Maréchal Deby renforce le secteur hippique tchadien lors du grand prix 2026
À l’occasion du Grand Prix de la République 2026, organisé sur l’hippodrome d’Afrouk près de N’Djamena, le Maréchal Mahamat Idriss Deby Itno a marqué son soutien indéfectible à la filière hippique tchadienne. Le chef de l’État a présidé l’événement devant un public composé de milliers de passionnés, d’éleveurs et de cavaliers, démontrant ainsi l’importance culturelle et sportive que revêt ce secteur pour le Tchad.
Après avoir assisté aux épreuves équestres, le président tchadien a confirmé un engagement financier inédit pour dynamiser ce patrimoine national. Au nom de l’État, le ministre d’État directeur de cabinet de la Présidence, Aziz Mahamat Saleh, a détaillé les contours de cette aide exceptionnelle : un financement de 50 millions de francs CFA sera alloué pour stimuler les courses hippiques et améliorer la qualité des races équines locales.

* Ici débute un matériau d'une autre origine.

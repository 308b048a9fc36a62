//! Persistent vector index.
//!
//! Stored as a single JSON file. A stored index is reused only when its
//! fingerprint (embedder, dimension and passage set) matches the one being
//! built; otherwise passages are re-embedded and the file is replaced.

use serde::{Deserialize, Serialize};
use std::cmp::Ordering;
use std::path::Path;
use std::sync::Arc;

use super::embedding::{cosine, Embedder};
use super::{Passage, RetrievalError};

const INDEX_FILE: &str = "semantic_index.json";

#[derive(Serialize, Deserialize)]
struct StoredIndex {
    fingerprint: String,
    embedder: String,
    dimension: usize,
    passages: Vec<Passage>,
    vectors: Vec<Vec<f32>>,
}

/// Embedded passages searchable by cosine similarity.
pub struct SemanticIndex {
    passages: Vec<Passage>,
    vectors: Vec<Vec<f32>>,
    embedder: Arc<dyn Embedder>,
    reused: bool,
}

impl std::fmt::Debug for SemanticIndex {
    fn fmt(&self, f: &mut std::fmt::Formatter<'_>) -> std::fmt::Result {
        f.debug_struct("SemanticIndex")
            .field("passages", &self.passages.len())
            .field("embedder", &self.embedder.name())
            .field("reused", &self.reused)
            .finish()
    }
}

impl SemanticIndex {
    /// Build an index, reusing the one persisted under `persist_dir` when it
    /// matches.
    ///
    /// Failing to write the index is logged, not fatal.
    pub fn build(
        passages: Vec<Passage>,
        embedder: Arc<dyn Embedder>,
        persist_dir: Option<&Path>,
    ) -> Result<Self, RetrievalError> {
        if passages.is_empty() {
            return Err(RetrievalError::EmptyCorpus);
        }

        let fingerprint = fingerprint(embedder.as_ref(), &passages);

        if let Some(dir) = persist_dir {
            match load_stored(dir, &fingerprint) {
                Ok(Some(stored)) => {
                    tracing::info!(
                        path = %dir.display(),
                        passages = stored.passages.len(),
                        "Reusing persisted vector index"
                    );
                    return Ok(Self {
                        passages: stored.passages,
                        vectors: stored.vectors,
                        embedder,
                        reused: true,
                    });
                }
                Ok(None) => {}
                Err(e) => tracing::warn!(error = %e, "Ignoring unreadable vector index"),
            }
        }

        let texts: Vec<String> = passages.iter().map(|p| p.text.clone()).collect();
        let vectors = embedder.embed(&texts)?;
        if vectors.len() != passages.len() {
            return Err(RetrievalError::Embedding(format!(
                "Expected {} vectors, got {}",
                passages.len(),
                vectors.len()
            )));
        }

        let index = Self {
            passages,
            vectors,
            embedder,
            reused: false,
        };

        if let Some(dir) = persist_dir {
            if let Err(e) = index.save(dir, &fingerprint) {
                tracing::warn!(error = %e, "Vector index kept in memory only");
            }
        }

        Ok(index)
    }

    pub fn len(&self) -> usize {
        self.passages.len()
    }

    pub fn is_empty(&self) -> bool {
        self.passages.is_empty()
    }

    /// Whether the vectors were loaded from disk.
    pub fn was_reused(&self) -> bool {
        self.reused
    }

    /// Top-k passages by cosine similarity. Ties keep corpus order.
    pub fn search(&self, query: &str, k: usize) -> Result<Vec<Passage>, RetrievalError> {
        let query_vector = self.embedder.embed_one(query)?;

        let mut ranked: Vec<(usize, f32)> = self
            .vectors
            .iter()
            .enumerate()
            .map(|(i, v)| (i, cosine(&query_vector, v)))
            .collect();

        ranked.sort_by(|a, b| {
            b.1.partial_cmp(&a.1)
                .unwrap_or(Ordering::Equal)
                .then(a.0.cmp(&b.0))
        });

        Ok(ranked
            .into_iter()
            .take(k)
            .map(|(i, _)| self.passages[i].clone())
            .collect())
    }

    fn save(&self, dir: &Path, fingerprint: &str) -> Result<(), RetrievalError> {
        std::fs::create_dir_all(dir).map_err(|e| RetrievalError::Persist(e.to_string()))?;

        let stored = StoredIndex {
            fingerprint: fingerprint.to_string(),
            embedder: self.embedder.name().to_string(),
            dimension: self.embedder.dimension(),
            passages: self.passages.clone(),
            vectors: self.vectors.clone(),
        };
        let json =
            serde_json::to_vec(&stored).map_err(|e| RetrievalError::Persist(e.to_string()))?;
        std::fs::write(dir.join(INDEX_FILE), json)
            .map_err(|e| RetrievalError::Persist(e.to_string()))
    }
}

fn load_stored(dir: &Path, fingerprint: &str) -> Result<Option<StoredIndex>, RetrievalError> {
    let path = dir.join(INDEX_FILE);
    if !path.exists() {
        return Ok(None);
    }

    let bytes = std::fs::read(&path).map_err(|e| RetrievalError::Persist(e.to_string()))?;
    let stored: StoredIndex =
        serde_json::from_slice(&bytes).map_err(|e| RetrievalError::Persist(e.to_string()))?;

    if stored.fingerprint != fingerprint || stored.vectors.len() != stored.passages.len() {
        tracing::debug!(path = %path.display(), "Persisted vector index is stale");
        return Ok(None);
    }
    Ok(Some(stored))
}

/// blake3 digest of the embedder identity and every passage, in order.
/// Each variable-length field is length-prefixed.
fn fingerprint(embedder: &dyn Embedder, passages: &[Passage]) -> String {
    fn field(hasher: &mut blake3::Hasher, bytes: &[u8]) {
        hasher.update(&(bytes.len() as u64).to_le_bytes());
        hasher.update(bytes);
    }

    let mut hasher = blake3::Hasher::new();
    field(&mut hasher, embedder.name().as_bytes());
    hasher.update(&(embedder.dimension() as u64).to_le_bytes());
    for passage in passages {
        field(&mut hasher, passage.source_document.as_bytes());
        hasher.update(&(passage.location.page as u64).to_le_bytes());
        hasher.update(&(passage.location.offset as u64).to_le_bytes());
        field(&mut hasher, passage.section_label.as_bytes());
        field(&mut hasher, passage.text.as_bytes());
    }
    hasher.finalize().to_hex().to_string()
}
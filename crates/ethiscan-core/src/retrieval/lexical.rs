//! BM25 keyword index on tantivy.
//!
//! Passages live in an in-RAM tantivy index with one tokenized text field.
//! The default tokenizer splits on non-alphanumeric characters and
//! lowercases, which handles Hangul as well as Latin text.

use std::cmp::Ordering;

use tantivy::collector::TopDocs;
use tantivy::query::QueryParser;
use tantivy::schema::{Field, Schema, Value, STORED, TEXT};
use tantivy::{doc, Index, IndexReader, IndexWriter, ReloadPolicy, TantivyDocument};

use super::{Passage, RetrievalError};

const FIELD_TEXT: &str = "text";
const FIELD_ORDINAL: &str = "ordinal";
const WRITER_HEAP_BYTES: usize = 50_000_000;

/// In-memory BM25 index over a fixed set of passages.
pub struct Bm25Index {
    passages: Vec<Passage>,
    index: Index,
    reader: IndexReader,
    text: Field,
    ordinal: Field,
}

impl std::fmt::Debug for Bm25Index {
    fn fmt(&self, f: &mut std::fmt::Formatter<'_>) -> std::fmt::Result {
        f.debug_struct("Bm25Index")
            .field("passages", &self.passages.len())
            .finish()
    }
}

impl Bm25Index {
    pub fn new(passages: Vec<Passage>) -> Result<Self, RetrievalError> {
        let mut builder = Schema::builder();
        let text = builder.add_text_field(FIELD_TEXT, TEXT);
        let ordinal = builder.add_u64_field(FIELD_ORDINAL, STORED);
        let index = Index::create_in_ram(builder.build());

        // One indexing thread keeps the corpus in a single segment.
        let mut writer: IndexWriter = index.writer_with_num_threads(1, WRITER_HEAP_BYTES)?;
        for (i, passage) in passages.iter().enumerate() {
            writer.add_document(doc!(text => passage.text.as_str(), ordinal => i as u64))?;
        }
        writer.commit()?;

        let reader = index
            .reader_builder()
            .reload_policy(ReloadPolicy::Manual)
            .try_into()?;

        Ok(Self {
            passages,
            index,
            reader,
            text,
            ordinal,
        })
    }

    pub fn len(&self) -> usize {
        self.passages.len()
    }

    pub fn is_empty(&self) -> bool {
        self.passages.is_empty()
    }

    /// Passages matching any query term, with their BM25 scores, best first.
    ///
    /// Query syntax characters are tolerated. Ties keep corpus order.
    pub fn scored(&self, query: &str) -> Result<Vec<(usize, f32)>, RetrievalError> {
        if self.passages.is_empty() {
            return Ok(Vec::new());
        }

        let parser = QueryParser::for_index(&self.index, vec![self.text]);
        let (parsed, errors) = parser.parse_query_lenient(query);
        if !errors.is_empty() {
            tracing::debug!(query = %query, errors = errors.len(), "Lenient query parse");
        }

        let searcher = self.reader.searcher();
        let hits = searcher.search(&parsed, &TopDocs::with_limit(self.passages.len()))?;

        let mut scored = Vec::with_capacity(hits.len());
        for (score, address) in hits {
            let stored: TantivyDocument = searcher.doc(address)?;
            let position = stored
                .get_first(self.ordinal)
                .and_then(|v| v.as_u64())
                .map(|v| v as usize)
                .filter(|&i| i < self.passages.len());
            if let (Some(i), true) = (position, score > 0.0) {
                scored.push((i, score));
            }
        }

        scored.sort_by(|a, b| {
            b.1.partial_cmp(&a.1)
                .unwrap_or(Ordering::Equal)
                .then(a.0.cmp(&b.0))
        });
        Ok(scored)
    }

    /// Top-k passages with a positive score.
    pub fn search(&self, query: &str, k: usize) -> Result<Vec<Passage>, RetrievalError> {
        Ok(self
            .scored(query)?
            .into_iter()
            .take(k)
            .map(|(i, _)| self.passages[i].clone())
            .collect())
    }
}

#[cfg(test)]
mod tests {
    use super::*;
    use crate::retrieval::Location;

    fn passage(text: &str) -> Passage {
        Passage {
            text: text.to_string(),
            source_document: "doc.txt".to_string(),
            location: Location { page: 0, offset: 0 },
            section_label: "N/A".to_string(),
        }
    }

    fn index(texts: &[&str]) -> Bm25Index {
        Bm25Index::new(texts.iter().map(|t| passage(t)).collect()).unwrap()
    }

    #[test]
    fn test_keyword_match_ranks_first() {
        let index = index(&[
            "The service translates speech to text.",
            "User data is retained for five years after account deletion.",
            "Pricing is available on the website.",
        ]);

        let results = index.search("data retention years", 2).unwrap();
        assert_eq!(results.len(), 1);
        assert!(results[0].text.contains("retained"));
    }

    #[test]
    fn test_rarer_term_outweighs_common_one() {
        let index = index(&[
            "data is collected",
            "data is shared with advertisers",
            "data is encrypted",
        ]);

        let scored = index.scored("data advertisers").unwrap();
        assert_eq!(scored.len(), 3);
        assert_eq!(scored[0].0, 1);
        assert!(scored[0].1 > scored[1].1);
    }

    #[test]
    fn test_hangul_terms_match() {
        let index = index(&["개인정보 처리방침 안내", "서비스 이용약관"]);
        let results = index.search("개인정보 보관", 3).unwrap();
        assert_eq!(results.len(), 1);
        assert!(results[0].text.starts_with("개인정보"));
    }

    #[test]
    fn test_query_syntax_is_tolerated() {
        let index = index(&["opt-out of marketing emails", "retention: 3 years"]);
        for query in ["retention: (years", "\"unbalanced AND", "opt-out?", ":::"] {
            assert!(index.search(query, 3).is_ok(), "{query}");
        }
        assert_eq!(index.search("marketing opt-out", 3).unwrap().len(), 1);
    }

    #[test]
    fn test_no_matching_terms() {
        let index = index(&["alpha beta", "gamma delta"]);
        assert!(index.search("omega", 3).unwrap().is_empty());
    }

    #[test]
    fn test_ties_keep_corpus_order() {
        let index = index(&["consent form", "other words", "consent form"]);
        let scored = index.scored("consent").unwrap();
        assert_eq!(scored.iter().map(|(i, _)| *i).collect::<Vec<_>>(), vec![0, 2]);
    }

    #[test]
    fn test_empty_index() {
        let index = Bm25Index::new(vec![]).unwrap();
        assert!(index.is_empty());
        assert!(index.search("anything", 3).unwrap().is_empty());
    }
}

« Le développement du secteur hippique tchadien et l’amélioration des races de chevaux constituent une priorité nationale », a-t-il annoncé sous les ovations des participants. Cette déclaration s’inscrit dans la continuité des efforts déployés pour valoriser un héritage à la fois sportif et traditionnel.

Les acteurs du secteur ont vivement salué cette initiative, notamment les représentants de l’Association des éleveurs et acteurs des courses hippiques du Tchad (AEARCT), fondée en 1963 à N’Djamena. Son président, Idriss Ahmed Idriss, a souligné le rôle central de l’association dans la promotion du vivre-ensemble tchadien, réunissant des membres issus de toutes les régions du pays.
Il a également évoqué les liens historiques entre les dirigeants tchadiens et les courses hippiques, rappelant que des figures comme le président Ngarta Tombalbaye soutenaient activement ce secteur lors d’événements officiels. Le président Idriss Deby Itno lui-même a toujours témoigné un vif intérêt pour les compétitions équestres, souvent retransmises à la télévision.
Un tournant majeur a été mis en avant avec l’inauguration prochaine de l’hippodrome Hassan Guihini Khamis à Afrouk, présenté comme la plus grande infrastructure dédiée aux sports équestres au Tchad. « C’est la première fois qu’un chef d’État lance un projet d’une telle envergure pour accueillir les courses, gérer l’administration de l’AEARCT et intégrer un village hippique », a-t-il déclaré, suscitant l’enthousiasme de l’assistance.

Les demandes des professionnels du secteur ne se limitent pas aux infrastructures. L’AEARCT a plaidé pour la mise en place de mécanismes pérennes de financement, inspirés du pari mutuel, afin d’assurer la durabilité de la filière. Cette approche, déjà adoptée dans d’autres pays, permettrait de professionnaliser davantage les activités hippiques au Tchad.
Au-delà de son impact sportif, l’hippisme occupe une place centrale dans plusieurs communautés tchadiennes, où le cheval incarne à la fois un symbole culturel, un partenaire d’élevage et un acteur clé de la cohésion sociale. La présence du chef de l’État et l’annonce de ce soutien financier renforcent l’espoir d’une modernisation accélérée de ce secteur emblématique.